##### DATA UNDER STUDY #####

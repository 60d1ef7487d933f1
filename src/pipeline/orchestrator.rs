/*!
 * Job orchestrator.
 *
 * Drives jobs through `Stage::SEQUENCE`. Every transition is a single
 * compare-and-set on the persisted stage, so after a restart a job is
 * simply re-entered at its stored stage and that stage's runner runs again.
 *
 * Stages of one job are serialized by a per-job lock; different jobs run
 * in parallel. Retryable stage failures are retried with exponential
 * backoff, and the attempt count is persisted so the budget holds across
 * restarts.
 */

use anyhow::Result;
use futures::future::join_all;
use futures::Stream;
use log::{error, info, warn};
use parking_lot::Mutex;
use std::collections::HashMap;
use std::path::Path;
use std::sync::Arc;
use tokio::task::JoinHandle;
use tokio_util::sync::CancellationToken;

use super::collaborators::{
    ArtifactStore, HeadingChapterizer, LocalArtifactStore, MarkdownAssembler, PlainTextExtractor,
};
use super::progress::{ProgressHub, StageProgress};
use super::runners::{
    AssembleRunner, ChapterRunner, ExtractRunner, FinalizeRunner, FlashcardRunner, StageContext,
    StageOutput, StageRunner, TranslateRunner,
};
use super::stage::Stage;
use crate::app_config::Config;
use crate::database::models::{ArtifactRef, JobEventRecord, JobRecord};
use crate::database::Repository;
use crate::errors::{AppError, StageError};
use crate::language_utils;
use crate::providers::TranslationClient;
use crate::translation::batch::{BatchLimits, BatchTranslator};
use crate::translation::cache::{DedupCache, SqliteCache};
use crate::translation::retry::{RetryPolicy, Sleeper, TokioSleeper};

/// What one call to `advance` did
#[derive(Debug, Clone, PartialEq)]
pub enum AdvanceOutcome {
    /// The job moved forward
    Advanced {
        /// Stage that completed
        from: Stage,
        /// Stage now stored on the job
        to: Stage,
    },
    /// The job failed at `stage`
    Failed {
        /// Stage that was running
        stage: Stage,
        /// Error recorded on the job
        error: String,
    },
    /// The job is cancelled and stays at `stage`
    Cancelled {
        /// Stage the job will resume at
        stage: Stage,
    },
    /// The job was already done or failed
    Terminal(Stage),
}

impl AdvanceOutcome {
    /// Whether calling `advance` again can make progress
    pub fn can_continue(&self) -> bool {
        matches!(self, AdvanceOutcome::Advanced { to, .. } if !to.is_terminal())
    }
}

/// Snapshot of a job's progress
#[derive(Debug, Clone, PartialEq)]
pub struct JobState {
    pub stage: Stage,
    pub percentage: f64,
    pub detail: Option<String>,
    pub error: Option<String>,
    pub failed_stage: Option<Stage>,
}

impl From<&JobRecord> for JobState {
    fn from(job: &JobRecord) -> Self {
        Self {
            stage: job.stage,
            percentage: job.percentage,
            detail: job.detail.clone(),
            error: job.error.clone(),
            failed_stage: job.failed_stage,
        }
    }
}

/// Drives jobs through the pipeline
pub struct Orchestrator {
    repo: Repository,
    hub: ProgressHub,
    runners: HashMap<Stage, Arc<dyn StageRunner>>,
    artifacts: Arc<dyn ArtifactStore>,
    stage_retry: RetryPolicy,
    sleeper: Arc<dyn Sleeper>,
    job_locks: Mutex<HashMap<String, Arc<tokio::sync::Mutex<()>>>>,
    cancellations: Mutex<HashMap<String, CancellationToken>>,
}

#####
##### DATA UNDER STUDY #####

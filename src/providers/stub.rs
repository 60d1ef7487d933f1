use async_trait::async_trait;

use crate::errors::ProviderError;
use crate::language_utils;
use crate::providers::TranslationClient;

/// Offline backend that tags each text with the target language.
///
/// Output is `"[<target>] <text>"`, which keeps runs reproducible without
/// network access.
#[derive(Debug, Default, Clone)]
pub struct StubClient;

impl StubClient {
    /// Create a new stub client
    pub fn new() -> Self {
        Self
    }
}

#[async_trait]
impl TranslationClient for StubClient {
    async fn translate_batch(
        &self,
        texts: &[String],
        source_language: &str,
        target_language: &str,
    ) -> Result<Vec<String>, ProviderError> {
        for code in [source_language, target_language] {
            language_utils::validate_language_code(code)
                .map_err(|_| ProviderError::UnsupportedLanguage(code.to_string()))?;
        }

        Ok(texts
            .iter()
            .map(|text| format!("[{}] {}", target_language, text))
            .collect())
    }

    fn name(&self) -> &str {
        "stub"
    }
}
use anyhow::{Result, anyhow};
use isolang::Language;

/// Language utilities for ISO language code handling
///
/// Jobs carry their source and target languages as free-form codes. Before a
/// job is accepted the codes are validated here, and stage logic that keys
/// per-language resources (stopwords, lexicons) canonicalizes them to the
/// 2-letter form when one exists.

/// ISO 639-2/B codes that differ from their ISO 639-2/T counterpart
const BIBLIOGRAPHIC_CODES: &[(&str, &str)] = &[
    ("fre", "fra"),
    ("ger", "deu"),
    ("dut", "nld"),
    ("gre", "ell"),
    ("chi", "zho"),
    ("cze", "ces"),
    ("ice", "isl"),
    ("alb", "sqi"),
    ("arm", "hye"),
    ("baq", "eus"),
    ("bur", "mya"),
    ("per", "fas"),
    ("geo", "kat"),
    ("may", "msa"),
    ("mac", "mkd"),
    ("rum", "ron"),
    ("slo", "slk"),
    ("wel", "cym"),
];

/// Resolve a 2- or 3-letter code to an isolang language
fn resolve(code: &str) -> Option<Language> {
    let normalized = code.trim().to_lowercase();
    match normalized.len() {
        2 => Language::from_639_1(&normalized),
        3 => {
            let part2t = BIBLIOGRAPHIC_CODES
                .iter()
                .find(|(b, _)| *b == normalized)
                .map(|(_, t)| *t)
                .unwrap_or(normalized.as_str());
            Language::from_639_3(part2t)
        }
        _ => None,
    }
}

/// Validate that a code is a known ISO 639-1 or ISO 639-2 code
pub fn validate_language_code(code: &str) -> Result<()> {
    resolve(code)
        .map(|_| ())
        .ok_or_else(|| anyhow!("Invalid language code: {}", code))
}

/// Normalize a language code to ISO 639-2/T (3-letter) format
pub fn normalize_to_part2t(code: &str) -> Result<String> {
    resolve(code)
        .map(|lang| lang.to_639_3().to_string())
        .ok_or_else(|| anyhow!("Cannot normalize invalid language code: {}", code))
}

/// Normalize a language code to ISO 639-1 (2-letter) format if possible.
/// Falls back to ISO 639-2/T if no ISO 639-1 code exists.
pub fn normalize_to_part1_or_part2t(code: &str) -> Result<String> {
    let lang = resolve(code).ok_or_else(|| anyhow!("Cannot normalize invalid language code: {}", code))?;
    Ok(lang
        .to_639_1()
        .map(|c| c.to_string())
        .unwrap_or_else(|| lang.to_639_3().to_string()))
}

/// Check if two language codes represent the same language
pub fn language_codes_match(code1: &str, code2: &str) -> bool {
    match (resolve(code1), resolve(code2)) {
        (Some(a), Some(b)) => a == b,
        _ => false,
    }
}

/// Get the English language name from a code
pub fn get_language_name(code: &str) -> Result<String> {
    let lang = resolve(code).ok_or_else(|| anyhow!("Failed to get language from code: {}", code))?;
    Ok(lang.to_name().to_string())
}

#####

* PROBLEM REQUIREMENTS *
From the listing above, return each line with the word "JobState".

* ANSWER TO THE PROBLEM *
pub struct JobState {
impl From<&JobRecord> for JobState {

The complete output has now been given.